Harley-Davidson will soon start building bikes in Thailand with lower prices “largely in our Asian market”, says company CFO John Olin. So does that mean lower prices for Harleys in Australia?
On a company organisational level, Harley-Davidson Australia and New Zealand is part of the Asian market and has its regional headquarters in Singapore, so by “Asia” John could include Australia and New Zealand.
Our markets already get the Street family bikes from India and it is unclear yet which bikes will be manufactured in Thailand and where they will be distributed.
However, if we continue to get bikes made in the US, prices could rise as John said increased tariffs on their raw materials would cost the company an extra $15-$20 million a year.
John’s comments came at the announcement of financial results from the second quarter which was marred by President Donald Trump’s controversial tariff war.
The formerly overt Harley supporter turned on the company and slammed their decision to move some production overseas to avoid increased European tariffs imposed in response to the US increasing tariffs on their steel and aluminium.
Click here to read the full tariff saga. (UPDATE: The EU is negotiating to drop the US tariffs and buy more US soybeans and liquified gas in exchange for exemption from US steel and aluminium tariffs.)
While the company said it may consider manufacturing in Europe to avoid the hefty 31% tariffs on American products, John says they are still considering their options.
“We’ve got three international facilities, and we’re looking at the best opportunity to supply the EU out of those facilities,” he said, referring to factories in India, Brazil and now Thailand.
“The purpose of the (Thai) facility, like we have in Brazil and India, is to be able to provide a lower price to our consumers … we feel that the affordability of our products will increase,” he said.
President and CEO Matt Levatich defended their “business decision” to move more production overseas to avoid the EU tariff hike from 6% to 31%.
“When tariffs were enacted by the EU in the second quarter, it put further pressure on our business, and we made the best decision given the circumstances.
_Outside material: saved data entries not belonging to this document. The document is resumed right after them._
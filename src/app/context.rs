use std::path::{Path, PathBuf};

use crate::ports::{Clock, DiffTool, PrivilegedFilesystem};

/// Application context holding the ports every edit goes through.
pub struct AppContext<F: PrivilegedFilesystem, D: DiffTool, C: Clock> {
    filesystem: F,
    diff: D,
    clock: C,
    root: PathBuf,
}

impl<F: PrivilegedFilesystem, D: DiffTool, C: Clock> AppContext<F, D, C> {
    /// Create a new application context operating on files under `root`.
    pub fn new(filesystem: F, diff: D, clock: C, root: impl Into<PathBuf>) -> Self {
        Self { filesystem, diff, clock, root: root.into() }
    }

    pub fn filesystem(&self) -> &F {
        &self.filesystem
    }

    pub fn diff(&self) -> &D {
        &self.diff
    }

    pub fn clock(&self) -> &C {
        &self.clock
    }

    /// Prefix for managed paths; `/` on a live system.
    pub fn root(&self) -> &Path {
        &self.root
    }
}
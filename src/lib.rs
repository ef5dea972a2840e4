//! hardenkit: apply Linux hardening settings to PAM and sysctl files with a
//! backup before every change and a unified diff after it.

pub mod adapters;
pub mod app;
pub mod domain;
pub mod ports;

#[cfg(test)]
pub(crate) mod testing;

use app::{api, config::load_config};

pub use app::operation_log::{OperationLog, OperationOutcome, OperationRecord};
pub use app::sysctl::ReloadOutcome;
pub use domain::{AppConfig, AppError, DiffReport, EditResult, HardeningProfile, Setting};

/// Set `minlen` for the password-quality modules in
/// `/etc/pam.d/common-password`. Accepts 8 through 32.
///
/// Configuration is loaded from `$HARDENKIT_CONFIG` or
/// `/etc/hardenkit/config.toml` when present.
pub fn set_min_password_length(min_length: u32) -> Result<EditResult, AppError> {
    api::set_min_password_length_with(&load_config(None)?, min_length)
}

/// Set `remember` for `pam_unix.so` in `/etc/pam.d/common-password`.
/// Accepts 0 through 24.
pub fn set_password_remember(remember: u32) -> Result<EditResult, AppError> {
    api::set_password_remember_with(&load_config(None)?, remember)
}

/// Remove `nullok` from `/etc/pam.d/common-auth`.
pub fn disable_null_passwords() -> Result<EditResult, AppError> {
    api::disable_null_passwords_with(&load_config(None)?)
}

/// Set `kernel.randomize_va_space` in `/etc/sysctl.conf` (2 on, 0 off).
///
/// Only the file is edited; see [`reload_sysctl`] to load it.
pub fn set_aslr(enabled: bool) -> Result<EditResult, AppError> {
    api::set_aslr_with(&load_config(None)?, enabled)
}

/// Set `net.ipv4.tcp_syncookies` in `/etc/sysctl.conf` (1 on, 0 off).
pub fn set_syn_cookies(enabled: bool) -> Result<EditResult, AppError> {
    api::set_syn_cookies_with(&load_config(None)?, enabled)
}

/// Apply every setting of `profile`, continuing past individual failures.
pub fn apply_profile(profile: &HardeningProfile) -> Result<OperationLog, AppError> {
    let config = AppConfig { profile: profile.clone(), ..load_config(None)? };
    api::apply_profile_with(&config)
}

/// Load `/etc/sysctl.conf` into the running kernel when enabled in config.
pub fn reload_sysctl() -> Result<ReloadOutcome, AppError> {
    Ok(api::reload_sysctl_with(&load_config(None)?))
}
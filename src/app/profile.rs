//! `apply`: run every setting of a hardening profile, recording each outcome.

use crate::app::AppContext;
use crate::app::operation_log::OperationLog;
use crate::app::policy::apply_setting;
use crate::domain::{AppError, HardeningProfile};
use crate::ports::{Clock, DiffTool, PrivilegedFilesystem};

/// Apply `profile` setting by setting.
///
/// The whole profile is validated up front; an invalid value fails the call
/// before any file is touched. After that, a failed edit is recorded and the
/// remaining settings still run.
pub fn apply_profile<F, D, C>(
    ctx: &AppContext<F, D, C>,
    profile: &HardeningProfile,
) -> Result<OperationLog, AppError>
where
    F: PrivilegedFilesystem,
    D: DiffTool,
    C: Clock,
{
    let settings = profile.settings()?;
    let mut log = OperationLog::new();

    for setting in settings {
        let target = setting.managed_file().resolve(ctx.root());
        let result = apply_setting(ctx, setting);
        if let Err(err) = &result {
            tracing::warn!(setting = setting.name(), error = %err, "setting not applied");
        }
        log.record(ctx.clock().now(), setting.name(), &target, &result);
    }

    Ok(log)
}
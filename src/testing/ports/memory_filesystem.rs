//! Test double for `PrivilegedFilesystem`.

use std::collections::HashMap;
use std::io;
use std::path::{Path, PathBuf};
use std::sync::{Arc, Mutex};

use crate::ports::PrivilegedFilesystem;

#[derive(Debug, Default)]
struct Faults {
    read: bool,
    copy: bool,
    replace: bool,
    /// Backups come out with different bytes than the source.
    corrupt_copy: bool,
}

/// In-memory implementation of `PrivilegedFilesystem` for unit tests.
///
/// Clones share the same file map, so a test can keep a handle for
/// inspection after moving one into an `AppContext`.
#[derive(Clone, Debug, Default)]
pub struct MemoryFilesystem {
    files: Arc<Mutex<HashMap<PathBuf, Vec<u8>>>>,
    faults: Arc<Mutex<Faults>>,
}

impl MemoryFilesystem {
    pub fn new() -> Self {
        Self::default()
    }

    /// Seed a file.
    pub fn add(&self, path: impl AsRef<Path>, content: impl AsRef<[u8]>) {
        self.files.lock().unwrap().insert(path.as_ref().to_path_buf(), content.as_ref().to_vec());
    }

    pub fn contents(&self, path: impl AsRef<Path>) -> Option<String> {
        self.files
            .lock()
            .unwrap()
            .get(path.as_ref())
            .map(|bytes| String::from_utf8_lossy(bytes).into_owned())
    }

    /// All stored paths, sorted.
    pub fn paths(&self) -> Vec<PathBuf> {
        let mut paths: Vec<PathBuf> = self.files.lock().unwrap().keys().cloned().collect();
        paths.sort();
        paths
    }

    pub fn fail_reads(&self) {
        self.faults.lock().unwrap().read = true;
    }

    pub fn fail_copies(&self) {
        self.faults.lock().unwrap().copy = true;
    }

    pub fn fail_replaces(&self) {
        self.faults.lock().unwrap().replace = true;
    }

    pub fn corrupt_copies(&self) {
        self.faults.lock().unwrap().corrupt_copy = true;
    }
}

fn not_found(path: &Path) -> io::Error {
    io::Error::new(io::ErrorKind::NotFound, format!("{}: no such file", path.display()))
}

impl PrivilegedFilesystem for MemoryFilesystem {
    fn read(&self, path: &Path) -> io::Result<Vec<u8>> {
        if self.faults.lock().unwrap().read {
            return Err(io::Error::new(io::ErrorKind::PermissionDenied, "simulated read failure"));
        }
        self.files.lock().unwrap().get(path).cloned().ok_or_else(|| not_found(path))
    }

    fn copy_new(&self, from: &Path, to: &Path) -> io::Result<()> {
        let faults = self.faults.lock().unwrap();
        if faults.copy {
            return Err(io::Error::new(io::ErrorKind::PermissionDenied, "simulated copy failure"));
        }
        let mut files = self.files.lock().unwrap();
        if files.contains_key(to) {
            return Err(io::Error::new(
                io::ErrorKind::AlreadyExists,
                format!("{} exists", to.display()),
            ));
        }
        let mut bytes = files.get(from).cloned().ok_or_else(|| not_found(from))?;
        if faults.corrupt_copy {
            bytes.push(b'!');
        }
        files.insert(to.to_path_buf(), bytes);
        Ok(())
    }

    fn replace_atomic(&self, path: &Path, content: &[u8]) -> io::Result<()> {
        if self.faults.lock().unwrap().replace {
            return Err(io::Error::other("simulated rename failure"));
        }
        let mut files = self.files.lock().unwrap();
        let slot = files.get_mut(path).ok_or_else(|| not_found(path))?;
        *slot = content.to_vec();
        Ok(())
    }
}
The best decision for our customers, our dealers and our business in this critical market,” he says.
He was referring to absorbing the increased tariff costs per bike of $US2200. They move will cost the company $30-$45 million while they establish a non-American origin of supply which would only attract 6% EU tariffs.
“We will continue to make the best business decisions for Harley-Davidson and our stakeholders based on the facts and circumstances before us, and we will continue to build Harley-Davidson motorcycles for our US riders in United States, as we have for our entire 115-year history.”
He made no guarantee that other markets such as Australia and New Zealand would continue to receive American-built bikes.
The costs of “restructuring” — moving more production overseas — will be $100-$115m this year and $35-$40m next year and none after that, or $135-$155m in next two years.
Harley-Davidson global sales in the second quarter were down 3.6% to 78,428 or -5.1% for the first half of the year.
US sales were down 6.4% (Q2) and 8.7% (half year) and slightly up internationally by 0.7% (Q2) to 31,938 and 0.5% for the first half.
Harley predicts their operating margin will drop to 9-10% this year due to the expected impact of tariffs, compared with previous predictions of 10.5%.
Total revenue during the quarter was down, but cushioned by a $US1244 increase in the average motorcycle revenue per bike.
This increase was mainly driven by an increase in prices and a “richer product mix” meaning they sold more expensive Touring models which have a higher profit margin than lower priced Street and Sportster models.
It was also affected by a favourable currency exchange with US currency down about 4%.
Harley expects to ship 231,000-236,000 this year and will deliver their strategy for growing sales next Monday.